Pathological recognition of diffuse malignant mesothelioma of the pleura: the significance of the historical perspective as regards this signal tumor
Seminars in Diagnostic Pathology. 2006 Feb;23(1):25-34. [Link]
Mark EJ, Kradin RL.
Department of Pathology, Massachusetts General Hospital and Harvard Medical School, Boston 02114, USA. Mark@helix.mgh.harvard.edu
Abstract
Diffuse malignant mesothelioma (DMM) is a distinctive tumor which provides an uncommon opportunity to observe the gradual appreciation and increasing incidence of a new disease. DMM is a new disease.
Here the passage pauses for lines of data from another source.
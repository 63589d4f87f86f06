//! RDF graph - a collection of triples
//!
//! The `Graph` type uses `Vec<Triple>` to preserve duplicates and, more
//! importantly here, insertion order: "graph order" is what plural
//! predicate reads observe, and the first matching triple is what singular
//! reads take.

use crate::{Resource, Term, Triple};

/// A collection of RDF triples
///
/// # Design Decisions
///
/// - **Vec storage**: preserves graph order and duplicates.
/// - **Explicit deduplication**: call `dedupe()` for set semantics.
/// - **Deterministic output**: call `sort()` (SPO lexicographic) before
///   comparing or formatting.
#[derive(Clone, Debug, Default, PartialEq, Eq)]
pub struct Graph {
    triples: Vec<Triple>,
}

impl Graph {
    /// Create an empty graph
    pub fn new() -> Self {
        Self::default()
    }

    /// Add a triple to the graph
    pub fn add(&mut self, triple: Triple) {
        self.triples.push(triple);
    }

    /// Add a triple by components
    pub fn add_triple(&mut self, s: Term, p: Term, o: Term) {
        self.add(Triple::new(s, p, o));
    }

    /// Get the number of triples
    pub fn len(&self) -> usize {
        self.triples.len()
    }

    /// Check if the graph is empty
    pub fn is_empty(&self) -> bool {
        self.triples.is_empty()
    }

    /// Iterate over triples in graph order
    pub fn iter(&self) -> impl Iterator<Item = &Triple> {
        self.triples.iter()
    }

    /// All objects of (subject, predicate), in graph order
    pub fn objects_of<'g, 's, 'p>(
        &'g self,
        subject: &'s Term,
        predicate: &'p str,
    ) -> impl Iterator<Item = &'g Term> + use<'g, 's, 'p> {
        self.triples
            .iter()
            .filter(move |t| &t.s == subject && t.p.as_iri() == Some(predicate))
            .map(|t| &t.o)
    }

    /// Distinct subjects, in order of first appearance
    ///
    /// Declaration order for shapes in a shapes graph is defined by this
    /// traversal.
    pub fn subjects(&self) -> Vec<&Term> {
        let mut seen = Vec::new();
        for t in &self.triples {
            if !seen.contains(&&t.s) {
                seen.push(&t.s);
            }
        }
        seen
    }

    /// Bind a subject for reading
    pub fn resource(&self, subject: Term) -> Resource<'_> {
        Resource::new(self, subject)
    }

    /// Sort triples by SPO for deterministic output
    pub fn sort(&mut self) {
        self.triples.sort();
    }

    /// Remove duplicate triples (apply set semantics)
    ///
    /// Preserves the first occurrence of each triple. Call `sort()` first
    /// for deterministic results.
    pub fn dedupe(&mut self) {
        let mut seen = std::collections::HashSet::new();
        self.triples.retain(|t| seen.insert(t.clone()));
    }

    /// Sort then dedupe
    pub fn canonicalize(&mut self) {
        self.sort();
        self.triples.dedup();
    }
}

impl Extend<Triple> for Graph {
    fn extend<T: IntoIterator<Item = Triple>>(&mut self, iter: T) {
        self.triples.extend(iter);
    }
}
One cannot comment intelligently about the pathology of sporadic cases that might have occurred before the beginnings of anatomic pathology, but we do know that there were so few cases before 1930 that the very existence of the disease was not accepted in general before 1930 and not accepted by all pathologists even up until 1960. Because DMM is increasing on a worldwide basis and is making its appearance in the developing world, where it has not previously been diagnosed, appreciation of how the disease came to be noticed sheds light on its causation. As a signal tumor for exposure to asbestos, and knowing that all special exposures contribute to the development of the disease, knowledge of its continuing escalation underscores the importance of recognition of previously unimplicated or occult exposures for reasons of public health in both developed and developing countries.